Looking at how consumers’ shopping choices have changed in recent years, the analysis finding is that long term population change, alongside busier lives, has created the need for more convenience, developments which “cause a problem for pork” due to its traditional association with protein centred meals.
“There is a need for innovation in order for pork to compete with other meal solutions,” said AHDB Pork, pointing out that current food trends are going against the use of large joints of meat.
“Family size has been changing for a long time, with more one and two person households, which, as a result, means fewer family meal occasions. This change in household size has affected the way we cook and the quantity of products we buy. In particular, there is a clear reduction in the number of roast dinner meal occasions, which usually require larger joints of meat.”
Even the fact that the number of those aged 60 and over is growing, as a percentage of the total population, isn’t really helping, despite pork generally having an “older shopper profile” than other meats.

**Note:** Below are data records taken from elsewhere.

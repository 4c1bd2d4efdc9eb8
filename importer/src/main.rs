use anyhow::{bail, Context, Result};
use catalog_core::composer::ComposeMode;
use catalog_core::config::SearchConfig;
use catalog_core::persist::CatalogStore;
use catalog_core::sink::TracingSink;
use catalog_core::{Brand, Category, NewProduct};
use clap::{Parser, Subcommand, ValueEnum};
use serde::de::DeserializeOwned;
use tracing_subscriber::{fmt, EnvFilter};
use walkdir::WalkDir;

use std::collections::HashSet;
use std::fs::File;
use std::io::{BufRead, BufReader};
use std::path::{Path, PathBuf};
use std::sync::Arc;

/// Products written per store transaction.
const BATCH_SIZE: usize = 500;

#[derive(Parser)]
#[command(name = "importer")]
#[command(about = "Load catalog data and inspect generated search queries", long_about = None)]
struct Cli {
    #[command(subcommand)]
    command: Commands,
}

#[derive(Clone, Copy, Debug, ValueEnum)]
enum Kind {
    Products,
    Categories,
    Brands,
}

#[derive(Subcommand)]
enum Commands {
    /// Load JSON/JSONL records from a file or directory into the catalog
    Load {
        #[arg(long, value_enum)]
        kind: Kind,
        /// Input path (file or directory)
        #[arg(long)]
        input: PathBuf,
        /// Catalog database directory
        #[arg(long, default_value = "./catalog-db")]
        db: PathBuf,
    },
    /// Print the search body generated for a query
    Explain {
        #[arg(long)]
        query: String,
        /// Search tuning file; built-in defaults when absent
        #[arg(long)]
        config: Option<PathBuf>,
        /// Comma-separated rule names, overriding the configured set
        #[arg(long, value_delimiter = ',')]
        rules: Option<Vec<String>>,
        #[arg(long, value_enum)]
        mode: Option<Mode>,
    },
}

#[derive(Clone, Copy, Debug, ValueEnum)]
enum Mode {
    Merge,
    Cascade,
}

impl From<Mode> for ComposeMode {
    fn from(mode: Mode) -> Self {
        match mode {
            Mode::Merge => ComposeMode::Merge,
            Mode::Cascade => ComposeMode::Cascade,
        }
    }
}

fn main() -> Result<()> {
    fmt().with_env_filter(EnvFilter::from_default_env()).init();
    let cli = Cli::parse();

    match cli.command {
        Commands::Load { kind, input, db } => load(kind, &input, &db),
        Commands::Explain { query, config, rules, mode } => explain(&query, config.as_deref(), rules, mode),
    }
}

fn load(kind: Kind, input: &Path, db: &Path) -> Result<()> {
    let store = CatalogStore::open(db).with_context(|| format!("opening catalog at {}", db.display()))?;
    let count = match kind {
        Kind::Products => load_products(&store, read_records(input)?, BATCH_SIZE)?,
        Kind::Categories => {
            let categories: Vec<Category> = read_records(input)?;
            for category in &categories {
                store.put_category(category)?;
            }
            categories.len()
        }
        Kind::Brands => {
            let brands: Vec<Brand> = read_records(input)?;
            for brand in &brands {
                store.put_brand(brand)?;
            }
            brands.len()
        }
    };
    store.flush()?;
    tracing::info!(?kind, count, db = %db.display(), "import complete");
    Ok(())
}

/// Every uuid is checked before the first batch is written, so a rejected
/// import stores nothing and can be re-run once the input is fixed.
fn load_products(store: &CatalogStore, products: Vec<NewProduct>, batch_size: usize) -> Result<usize> {
    let mut seen = HashSet::with_capacity(products.len());
    for product in &products {
        if !seen.insert(product.uuid.as_str()) {
            bail!("product `{}` appears more than once in the input", product.uuid);
        }
        if store.get_product(&product.uuid)?.is_some() {
            bail!("product `{}` already exists", product.uuid);
        }
    }
    let mut loaded = 0;
    for chunk in products.chunks(batch_size.max(1)) {
        loaded += store.insert_products(chunk.to_vec())?.len();
        tracing::debug!(loaded, "product batch stored");
    }
    Ok(loaded)
}

fn explain(query: &str, config: Option<&Path>, rules: Option<Vec<String>>, mode: Option<Mode>) -> Result<()> {
    let config = SearchConfig::load(config)?;
    let registry = config.registry();
    let rules = registry.resolve(rules.as_deref().unwrap_or(&config.rules))?;
    let composer = config.composer(Arc::new(TracingSink::default()));
    let output = match mode.map(ComposeMode::from).unwrap_or(config.mode) {
        ComposeMode::Merge => serde_json::to_value(composer.compose(query, &rules, &config.boosts))?,
        ComposeMode::Cascade => serde_json::to_value(composer.cascade(query, &rules, &config.boosts))?,
    };
    println!("{}", serde_json::to_string_pretty(&output)?);
    Ok(())
}

/// Every `.json`/`.jsonl` file under `input`, in path order.
fn input_files(input: &Path) -> Vec<PathBuf> {
    if input.is_file() {
        return vec![input.to_path_buf()];
    }
    let mut files: Vec<PathBuf> = WalkDir::new(input)
        .into_iter()
        .filter_map(|e| e.ok())
        .map(|e| e.into_path())
        .filter(|p| p.is_file() && matches!(p.extension().and_then(|s| s.to_str()), Some("json" | "jsonl")))
        .collect();
    files.sort();
    files
}

/// A `.json` file holds one object or an array, a `.jsonl` file one object per line.
fn read_records<T: DeserializeOwned>(input: &Path) -> Result<Vec<T>> {
    let mut out = Vec::new();
    for file in input_files(input) {
        let reader = BufReader::new(File::open(&file).with_context(|| format!("reading {}", file.display()))?);
        if file.extension().and_then(|s| s.to_str()) == Some("jsonl") {
            for (lineno, line) in reader.lines().enumerate() {
                let line = line?;
                if line.trim().is_empty() {
                    continue;
                }
                let record = serde_json::from_str(&line)
                    .with_context(|| format!("{}:{}", file.display(), lineno + 1))?;
                out.push(record);
            }
        } else {
            let json: serde_json::Value = serde_json::from_reader(reader)?;
            match json {
                serde_json::Value::Array(items) => {
                    for item in items {
                        out.push(serde_json::from_value(item).with_context(|| file.display().to_string())?);
                    }
                }
                other => out.push(serde_json::from_value(other).with_context(|| file.display().to_string())?),
            }
        }
        tracing::debug!(file = %file.display(), total = out.len(), "records read");
    }
    Ok(out)
}

#[cfg(test)]
mod tests {
    use super::*;
    use std::fs;

    #[test]
    fn reads_json_arrays_and_jsonl_lines() {
        let dir = tempfile::tempdir().unwrap();
        fs::write(dir.path().join("a.json"), r#"[{"uuid":"b1","name":"Bosch"},{"uuid":"b2","name":"ATE"}]"#).unwrap();
        fs::write(dir.path().join("b.jsonl"), "{\"uuid\":\"b3\",\"name\":\"TRW\"}\n\n").unwrap();
        fs::write(dir.path().join("notes.txt"), "ignored").unwrap();
        let brands: Vec<Brand> = read_records(dir.path()).unwrap();
        let names: Vec<&str> = brands.iter().map(|b| b.name.as_str()).collect();
        assert_eq!(names, vec!["Bosch", "ATE", "TRW"]);
    }

    #[test]
    fn loaded_products_get_default_slugs() {
        let dir = tempfile::tempdir().unwrap();
        let input = dir.path().join("products.jsonl");
        fs::write(&input, "{\"uuid\":\"p1\",\"name\":\"Pad\"}\n{\"uuid\":\"p2\",\"name\":\"Disc\",\"url_slug\":\"disc\"}\n").unwrap();
        let db = dir.path().join("db");
        load(Kind::Products, &input, &db).unwrap();
        let store = CatalogStore::open(&db).unwrap();
        assert_eq!(store.get_product("p1").unwrap().unwrap().url_slug, "p1");
        assert_eq!(store.get_product("p2").unwrap().unwrap().url_slug, "disc");
    }

    #[test]
    fn conflicting_import_stores_nothing() {
        let store = CatalogStore::temporary().unwrap();
        let product = |uuid: &str| NewProduct { uuid: uuid.into(), name: uuid.into(), ..Default::default() };
        store.insert_products(vec![product("p3")]).unwrap();

        let err = load_products(&store, vec![product("p1"), product("p2"), product("p3")], 1).unwrap_err();
        assert!(err.to_string().contains("p3"));
        assert!(store.get_product("p1").unwrap().is_none());

        let err = load_products(&store, vec![product("p1"), product("p1")], 1).unwrap_err();
        assert!(err.to_string().contains("more than once"));

        assert_eq!(load_products(&store, vec![product("p1"), product("p2")], 1).unwrap(), 2);
    }
}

“Over-60s today are more likely to cook with a microwave as they feel it’s not worth cooking for one or two, even though they have the necesssary knowledge and tradition,” said AHDB Pork.
However, in urging the industry to innovate, in order to compete, the organisation does find a couple of positives, hidden in the current challenge.
The first is that the process of addressing product and recipe innovation could help to also address issues with carcase balance, by encouraging the use of cuts which are less often used at the moment than might be possible in the future.
AHDB Pork is also upbeat on the recent pulled pork campaign, commenting that this was aimed at addressing important issues concerning meal solutions as well as changing consumers’ perceptions of pork.
The campaign is therefore portrayed as having been particularly valuable in presenting a new pork image to younger age groups, showcasing how “delicious and easy to cook pulled pork is”.